INSTRUCTIONS FOR THE TASK
If a line in the data holds "capping", copy that line out in full.

SUPPLIED INFORMATION
BEGIN

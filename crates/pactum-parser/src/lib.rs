//! Pactum Parser
//!
//! Turns contract text into typed chunks and document-level metadata.
//!
//! # Overview
//!
//! Every stage that can use a generative model has a deterministic fallback, so a missing,
//! failing or slow model only lowers the quality of the result. The only errors that reach
//! the caller are document-level ones: the document does not exist, the source failed, or
//! its content type cannot be decoded.
//!
//! # Architecture
//!
//! ```text
//! Text → SegmentationEngine → ChunkClassifier (per chunk) → ChunkAssembler → Chunk[]
//!      └→ MetadataExtractor (AI, else rules) → ContractMetadata
//! ```
//!
//! # Key Features
//!
//! - **Cascading segmentation**: numbered sections, then paragraphs, then fixed windows
//! - **Bounded concurrent classification**: results always in chunk order
//! - **Rule-based metadata fallback**: title, parties, dates, value, currency, key terms
//! - **Char-based offsets**: contiguous, independent of classification outcome
//!
//! # Example Usage
//!
//! ```no_run
//! use pactum_parser::{shared, ContractParser, InMemoryDocumentSource, ParserConfig, PlainTextExtractor};
//! use pactum_llm::MockProvider;
//!
//! # async fn example() -> Result<(), Box<dyn std::error::Error>> {
//! let mut source = InMemoryDocumentSource::new();
//! source.insert_text("offer-17", "EMPLOYMENT AGREEMENT\n\nEMPLOYER: Acme Inc.\nEMPLOYEE: Jane Doe");
//!
//! let llm = shared(MockProvider::new("header"));
//! let parser = ContractParser::new(source, PlainTextExtractor, ParserConfig::default(), Some(llm))?;
//!
//! let processed = parser.process("offer-17").await?;
//! println!("{} chunks, title {:?}", processed.chunks.len(), processed.metadata.title);
//! # Ok(())
//! # }
//! ```

#![warn(missing_docs)]

mod ai;
mod assemble;
mod classify;
mod config;
mod error;
pub mod metadata;
mod pipeline;
mod prompt;
mod response;
mod segment;
mod source;

#[cfg(test)]
mod tests;

pub use ai::{shared, SharedProvider};
pub use assemble::{parse_section_heading, ChunkAssembler, DEFAULT_PROCESSING_METHOD};
pub use classify::{heuristic_type, ChunkClassifier};
pub use config::{ClassifierFallback, ParserConfig};
pub use error::ParserError;
pub use metadata::{KeyTermDomain, MetadataExtractor};
pub use pipeline::{ContractParser, ProcessedDocument};
pub use prompt::{ClassificationPrompt, MetadataPrompt};
pub use response::{decode_label, parse_metadata_response};
pub use segment::{Segmentation, SegmentationEngine, SplitStrategy};
pub use source::{
    content_type_for, DecodeError, FsDocumentSource, InMemoryDocumentSource, PlainTextExtractor,
    OCTET_STREAM, TEXT_PLAIN,
};
//! Contract metadata - the document-level summary

use chrono::NaiveDate;
use serde::{Deserialize, Serialize};
use serde_json::{Map, Value};
use std::fmt;

/// Maximum number of parties kept on a record
pub const MAX_PARTIES: usize = 10;

/// Maximum number of key terms kept on a record
pub const MAX_KEY_TERMS: usize = 20;

/// Which extraction path produced a metadata record
#[derive(Debug, Clone, Copy, PartialEq, Eq, Hash, Serialize, Deserialize)]
pub enum ExtractionMethod {
    /// Generative model reply
    #[serde(rename = "ai")]
    Ai,

    /// Deterministic pattern extractors
    #[serde(rename = "rule-based")]
    RuleBased,
}

impl ExtractionMethod {
    /// Get the method tag as stored in `customFields`
    pub fn as_str(&self) -> &'static str {
        match self {
            ExtractionMethod::Ai => "ai",
            ExtractionMethod::RuleBased => "rule-based",
        }
    }
}

impl fmt::Display for ExtractionMethod {
    fn fmt(&self, f: &mut fmt::Formatter<'_>) -> fmt::Result {
        f.write_str(self.as_str())
    }
}

/// Structured metadata for one contract
///
/// Every field is optional or empty by default; `custom_fields` always carries
/// `extractionMethod` and `extractionDate`.
#[derive(Debug, Clone, PartialEq, Default, Serialize, Deserialize)]
#[serde(rename_all = "camelCase")]
pub struct ContractMetadata {
    /// Contract title
    pub title: Option<String>,

    /// Execution or effective date
    pub contract_date: Option<NaiveDate>,

    /// Expiration or termination date
    pub expiration_date: Option<NaiveDate>,

    /// Headline monetary value in `currency` units
    ///
    /// Stored as `f64` so it serializes as a plain JSON number; summed values are rounded to
    /// whole cents.
    pub contract_value: Option<f64>,

    /// ISO 4217 currency code
    pub currency: Option<String>,

    /// Contracting parties (deduplicated, at most 10)
    pub parties: Vec<String>,

    /// Key terms (deduplicated, sorted, at most 20)
    pub key_terms: Vec<String>,

    /// Contract archetype in title case, e.g. "Employment Agreement"
    pub contract_type: Option<String>,

    /// Extraction bookkeeping and extra fields
    pub custom_fields: Map<String, Value>,
}

impl ContractMetadata {
    /// Create an all-empty record stamped with the extraction method and today's date
    ///
    /// # Examples
    ///
    /// ```
    /// use pactum_domain::{ContractMetadata, ExtractionMethod};
    ///
    /// let metadata = ContractMetadata::empty(ExtractionMethod::RuleBased);
    /// assert!(metadata.title.is_none());
    /// assert_eq!(metadata.extraction_method(), Some(ExtractionMethod::RuleBased));
    /// ```
    pub fn empty(method: ExtractionMethod) -> Self {
        let mut custom_fields = Map::new();
        custom_fields.insert("extractionMethod".into(), Value::from(method.as_str()));
        custom_fields.insert(
            "extractionDate".into(),
            Value::from(chrono::Utc::now().date_naive().format("%Y-%m-%d").to_string()),
        );
        Self {
            custom_fields,
            ..Default::default()
        }
    }

    /// Read back the extraction method from `custom_fields`
    pub fn extraction_method(&self) -> Option<ExtractionMethod> {
        match self.custom_fields.get("extractionMethod")?.as_str()? {
            "ai" => Some(ExtractionMethod::Ai),
            "rule-based" => Some(ExtractionMethod::RuleBased),
            _ => None,
        }
    }

    /// True when nothing beyond bookkeeping was extracted
    pub fn is_blank(&self) -> bool {
        self.title.is_none()
            && self.contract_date.is_none()
            && self.expiration_date.is_none()
            && self.contract_value.is_none()
            && self.currency.is_none()
            && self.parties.is_empty()
            && self.key_terms.is_empty()
            && self.contract_type.is_none()
    }

    /// Set parties, deduplicating in first-seen order and capping at [`MAX_PARTIES`]
    pub fn set_parties<I>(&mut self, parties: I)
    where
        I: IntoIterator<Item = String>,
    {
        let mut kept: Vec<String> = Vec::new();
        for party in parties {
            let party = party.trim().to_string();
            if party.is_empty() || kept.contains(&party) {
                continue;
            }
            kept.push(party);
            if kept.len() == MAX_PARTIES {
                break;
            }
        }
        self.parties = kept;
    }

    /// Set key terms, deduplicating, sorting and capping at [`MAX_KEY_TERMS`]
    pub fn set_key_terms<I>(&mut self, terms: I)
    where
        I: IntoIterator<Item = String>,
    {
        let mut terms: Vec<String> = terms
            .into_iter()
            .map(|t| t.trim().to_string())
            .filter(|t| !t.is_empty())
            .collect();
        terms.sort();
        terms.dedup();
        terms.truncate(MAX_KEY_TERMS);
        self.key_terms = terms;
    }
}

#[cfg(test)]
mod tests {
    use super::*;

    #[test]
    fn test_empty_records_method_and_date() {
        let metadata = ContractMetadata::empty(ExtractionMethod::Ai);
        assert_eq!(metadata.custom_fields["extractionMethod"], "ai");
        assert!(metadata.custom_fields.contains_key("extractionDate"));
        assert!(metadata.is_blank());
    }

    #[test]
    fn test_set_parties_dedups_and_caps() {
        let mut metadata = ContractMetadata::default();
        let parties = (0..15)
            .map(|i| format!("Party {}", i % 12))
            .chain(std::iter::once("Party 0".to_string()));
        metadata.set_parties(parties);

        assert_eq!(metadata.parties.len(), MAX_PARTIES);
        assert_eq!(metadata.parties[0], "Party 0");
        assert_eq!(metadata.parties[9], "Party 9");
    }

    #[test]
    fn test_set_key_terms_sorts_and_caps() {
        let mut metadata = ContractMetadata::default();
        let mut terms: Vec<String> = (0..30).map(|i| format!("term {:02}", i)).collect();
        terms.push("term 05".to_string());
        terms.reverse();
        metadata.set_key_terms(terms);

        assert_eq!(metadata.key_terms.len(), MAX_KEY_TERMS);
        assert_eq!(metadata.key_terms[0], "term 00");
        assert_eq!(metadata.key_terms[19], "term 19");
    }

    #[test]
    fn test_extraction_method_serialization() {
        assert_eq!(serde_json::to_string(&ExtractionMethod::RuleBased).unwrap(), "\"rule-based\"");
        assert_eq!(ExtractionMethod::Ai.to_string(), "ai");
    }
}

END

ANSWER BOX
    /// Set parties, deduplicating in first-seen order and capping at [`MAX_PARTIES`]
    /// Set key terms, deduplicating, sorting and capping at [`MAX_KEY_TERMS`]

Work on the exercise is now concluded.